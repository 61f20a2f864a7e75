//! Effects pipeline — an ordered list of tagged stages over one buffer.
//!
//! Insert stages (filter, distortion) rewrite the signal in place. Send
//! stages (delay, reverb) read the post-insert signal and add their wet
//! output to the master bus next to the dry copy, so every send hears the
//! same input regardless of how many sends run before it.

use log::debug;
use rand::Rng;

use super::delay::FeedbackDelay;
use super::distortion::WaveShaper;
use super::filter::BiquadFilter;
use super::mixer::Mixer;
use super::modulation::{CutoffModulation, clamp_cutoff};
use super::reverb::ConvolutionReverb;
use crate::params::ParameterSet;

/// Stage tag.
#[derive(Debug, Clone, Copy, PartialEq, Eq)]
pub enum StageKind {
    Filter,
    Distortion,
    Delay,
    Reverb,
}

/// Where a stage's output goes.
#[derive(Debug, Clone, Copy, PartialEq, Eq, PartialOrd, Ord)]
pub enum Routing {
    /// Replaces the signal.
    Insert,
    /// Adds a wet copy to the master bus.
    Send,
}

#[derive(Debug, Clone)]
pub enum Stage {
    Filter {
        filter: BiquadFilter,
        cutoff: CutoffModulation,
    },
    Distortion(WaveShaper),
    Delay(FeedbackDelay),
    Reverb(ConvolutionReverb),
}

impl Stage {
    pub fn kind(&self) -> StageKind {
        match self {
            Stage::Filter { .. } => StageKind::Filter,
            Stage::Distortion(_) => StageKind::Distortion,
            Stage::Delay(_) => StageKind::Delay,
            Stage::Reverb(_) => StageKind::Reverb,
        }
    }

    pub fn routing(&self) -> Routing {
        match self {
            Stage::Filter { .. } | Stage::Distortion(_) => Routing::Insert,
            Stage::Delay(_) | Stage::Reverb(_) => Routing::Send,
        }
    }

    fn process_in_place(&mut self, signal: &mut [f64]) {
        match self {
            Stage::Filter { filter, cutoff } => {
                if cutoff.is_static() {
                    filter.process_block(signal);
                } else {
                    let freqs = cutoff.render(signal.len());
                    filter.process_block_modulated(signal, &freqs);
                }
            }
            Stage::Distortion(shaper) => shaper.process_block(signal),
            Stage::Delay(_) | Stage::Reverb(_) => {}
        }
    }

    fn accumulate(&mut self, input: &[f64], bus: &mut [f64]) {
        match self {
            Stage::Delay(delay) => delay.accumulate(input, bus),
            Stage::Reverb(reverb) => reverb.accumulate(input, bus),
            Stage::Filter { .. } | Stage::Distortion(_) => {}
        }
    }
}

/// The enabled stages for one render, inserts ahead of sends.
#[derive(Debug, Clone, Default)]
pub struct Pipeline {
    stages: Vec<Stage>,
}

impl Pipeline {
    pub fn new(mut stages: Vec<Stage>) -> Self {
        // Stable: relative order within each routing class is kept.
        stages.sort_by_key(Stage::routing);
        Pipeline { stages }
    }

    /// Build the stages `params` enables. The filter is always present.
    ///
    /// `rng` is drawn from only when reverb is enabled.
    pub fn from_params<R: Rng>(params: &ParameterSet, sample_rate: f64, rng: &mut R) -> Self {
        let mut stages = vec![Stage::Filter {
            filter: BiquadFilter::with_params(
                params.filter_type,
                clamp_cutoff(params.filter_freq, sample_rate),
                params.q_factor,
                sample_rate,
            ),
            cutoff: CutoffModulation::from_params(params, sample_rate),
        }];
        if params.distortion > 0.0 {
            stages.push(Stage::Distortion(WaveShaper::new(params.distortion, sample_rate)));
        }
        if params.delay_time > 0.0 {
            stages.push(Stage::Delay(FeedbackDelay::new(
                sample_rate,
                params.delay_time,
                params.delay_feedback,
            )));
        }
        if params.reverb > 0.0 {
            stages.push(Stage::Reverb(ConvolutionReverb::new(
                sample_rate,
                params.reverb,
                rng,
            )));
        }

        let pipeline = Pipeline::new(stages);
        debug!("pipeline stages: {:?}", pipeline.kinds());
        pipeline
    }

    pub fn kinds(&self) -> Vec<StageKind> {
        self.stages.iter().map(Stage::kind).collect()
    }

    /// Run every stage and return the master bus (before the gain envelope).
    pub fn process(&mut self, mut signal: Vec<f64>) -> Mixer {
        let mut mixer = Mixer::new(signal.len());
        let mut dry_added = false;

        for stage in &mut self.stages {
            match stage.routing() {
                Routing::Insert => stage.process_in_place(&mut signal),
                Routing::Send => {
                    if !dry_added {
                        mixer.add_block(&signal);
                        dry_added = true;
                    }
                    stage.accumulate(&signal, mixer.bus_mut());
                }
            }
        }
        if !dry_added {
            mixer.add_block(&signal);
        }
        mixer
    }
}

--*--

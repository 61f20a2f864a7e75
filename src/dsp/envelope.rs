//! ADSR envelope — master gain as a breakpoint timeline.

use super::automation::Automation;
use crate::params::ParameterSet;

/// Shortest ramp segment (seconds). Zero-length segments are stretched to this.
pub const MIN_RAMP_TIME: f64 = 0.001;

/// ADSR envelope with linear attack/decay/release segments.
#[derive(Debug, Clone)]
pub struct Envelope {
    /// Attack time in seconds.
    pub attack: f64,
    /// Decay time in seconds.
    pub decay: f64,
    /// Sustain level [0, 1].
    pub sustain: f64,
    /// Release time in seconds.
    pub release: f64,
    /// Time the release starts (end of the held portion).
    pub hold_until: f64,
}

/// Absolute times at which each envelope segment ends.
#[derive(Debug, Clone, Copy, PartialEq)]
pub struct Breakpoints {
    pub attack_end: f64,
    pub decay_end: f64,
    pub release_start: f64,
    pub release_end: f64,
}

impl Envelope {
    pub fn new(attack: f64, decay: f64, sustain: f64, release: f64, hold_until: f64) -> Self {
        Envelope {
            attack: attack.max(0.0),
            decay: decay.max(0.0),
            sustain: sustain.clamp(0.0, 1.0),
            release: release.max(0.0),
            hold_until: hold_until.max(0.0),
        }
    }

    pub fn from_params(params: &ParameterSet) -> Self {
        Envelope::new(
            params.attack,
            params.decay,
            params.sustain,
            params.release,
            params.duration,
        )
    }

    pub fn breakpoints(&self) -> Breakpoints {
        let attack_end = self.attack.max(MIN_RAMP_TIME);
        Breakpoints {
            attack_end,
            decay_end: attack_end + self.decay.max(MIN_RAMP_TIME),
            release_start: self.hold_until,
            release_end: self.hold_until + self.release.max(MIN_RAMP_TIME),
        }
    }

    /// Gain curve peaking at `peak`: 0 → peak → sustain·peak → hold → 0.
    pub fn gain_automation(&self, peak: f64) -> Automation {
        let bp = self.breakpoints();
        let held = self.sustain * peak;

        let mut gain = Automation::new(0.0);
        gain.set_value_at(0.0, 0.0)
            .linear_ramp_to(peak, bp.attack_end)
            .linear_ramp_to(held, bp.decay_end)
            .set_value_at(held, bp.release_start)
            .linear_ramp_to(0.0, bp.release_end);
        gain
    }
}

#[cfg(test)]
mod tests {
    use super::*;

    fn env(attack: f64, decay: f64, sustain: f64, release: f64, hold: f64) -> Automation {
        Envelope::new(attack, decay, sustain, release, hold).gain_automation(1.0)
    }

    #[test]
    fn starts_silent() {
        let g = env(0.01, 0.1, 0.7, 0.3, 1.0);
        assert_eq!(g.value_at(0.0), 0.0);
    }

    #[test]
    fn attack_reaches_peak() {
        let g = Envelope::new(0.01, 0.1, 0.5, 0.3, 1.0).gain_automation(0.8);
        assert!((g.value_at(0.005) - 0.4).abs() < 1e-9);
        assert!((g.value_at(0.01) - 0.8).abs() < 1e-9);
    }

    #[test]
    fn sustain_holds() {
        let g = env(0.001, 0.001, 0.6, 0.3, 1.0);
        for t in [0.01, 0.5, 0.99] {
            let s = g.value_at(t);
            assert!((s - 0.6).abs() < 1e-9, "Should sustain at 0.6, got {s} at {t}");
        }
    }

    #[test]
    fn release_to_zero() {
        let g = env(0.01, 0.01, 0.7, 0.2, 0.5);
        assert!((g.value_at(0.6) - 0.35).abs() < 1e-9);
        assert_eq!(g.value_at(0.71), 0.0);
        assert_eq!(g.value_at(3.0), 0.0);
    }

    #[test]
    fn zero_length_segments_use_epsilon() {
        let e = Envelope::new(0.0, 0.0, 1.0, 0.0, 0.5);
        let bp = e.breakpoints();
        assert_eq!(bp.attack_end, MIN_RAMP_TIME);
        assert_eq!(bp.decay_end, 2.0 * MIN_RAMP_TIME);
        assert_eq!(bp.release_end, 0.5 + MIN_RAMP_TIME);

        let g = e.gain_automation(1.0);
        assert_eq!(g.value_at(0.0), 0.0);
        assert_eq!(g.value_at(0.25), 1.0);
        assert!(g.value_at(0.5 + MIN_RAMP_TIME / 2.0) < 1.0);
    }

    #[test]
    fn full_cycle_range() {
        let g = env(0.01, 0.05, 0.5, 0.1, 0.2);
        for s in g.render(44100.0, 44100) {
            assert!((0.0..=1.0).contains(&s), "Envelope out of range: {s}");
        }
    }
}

--*--

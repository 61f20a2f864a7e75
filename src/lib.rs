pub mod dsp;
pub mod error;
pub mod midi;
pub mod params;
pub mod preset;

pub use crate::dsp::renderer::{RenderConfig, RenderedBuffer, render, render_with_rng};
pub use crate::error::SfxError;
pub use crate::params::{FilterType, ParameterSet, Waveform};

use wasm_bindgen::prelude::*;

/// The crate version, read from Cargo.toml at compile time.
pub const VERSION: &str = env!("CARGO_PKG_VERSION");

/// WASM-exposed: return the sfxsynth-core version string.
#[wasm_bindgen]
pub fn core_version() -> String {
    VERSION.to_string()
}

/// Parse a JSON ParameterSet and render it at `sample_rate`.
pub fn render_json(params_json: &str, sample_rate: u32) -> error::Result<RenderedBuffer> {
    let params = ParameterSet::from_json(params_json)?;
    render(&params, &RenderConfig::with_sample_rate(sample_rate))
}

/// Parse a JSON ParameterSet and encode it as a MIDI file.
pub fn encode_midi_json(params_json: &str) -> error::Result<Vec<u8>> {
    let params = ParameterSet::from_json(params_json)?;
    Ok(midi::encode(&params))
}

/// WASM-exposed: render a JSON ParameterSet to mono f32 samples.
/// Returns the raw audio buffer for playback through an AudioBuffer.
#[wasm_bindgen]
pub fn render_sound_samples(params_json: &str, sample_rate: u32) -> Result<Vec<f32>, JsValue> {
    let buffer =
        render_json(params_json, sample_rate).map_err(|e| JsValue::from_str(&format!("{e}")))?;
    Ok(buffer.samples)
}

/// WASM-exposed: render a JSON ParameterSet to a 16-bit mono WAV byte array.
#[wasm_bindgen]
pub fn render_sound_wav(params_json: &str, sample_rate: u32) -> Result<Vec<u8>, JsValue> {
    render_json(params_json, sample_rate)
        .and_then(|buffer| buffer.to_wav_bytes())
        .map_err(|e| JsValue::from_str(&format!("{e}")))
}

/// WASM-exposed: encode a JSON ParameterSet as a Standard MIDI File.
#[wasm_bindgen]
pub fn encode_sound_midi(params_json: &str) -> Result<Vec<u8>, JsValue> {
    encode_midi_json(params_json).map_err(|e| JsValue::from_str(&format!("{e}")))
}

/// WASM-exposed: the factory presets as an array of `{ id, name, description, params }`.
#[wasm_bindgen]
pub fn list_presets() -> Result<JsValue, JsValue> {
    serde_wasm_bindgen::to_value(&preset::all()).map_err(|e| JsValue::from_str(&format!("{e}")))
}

--*--

* **Try it**: Of the lines above, show those in which "master" appears.

* **Task response**:
//! output to the master bus next to the dry copy, so every send hears the
    /// Adds a wet copy to the master bus.
    /// Run every stage and return the master bus (before the gain envelope).
//! ADSR envelope — master gain as a breakpoint timeline.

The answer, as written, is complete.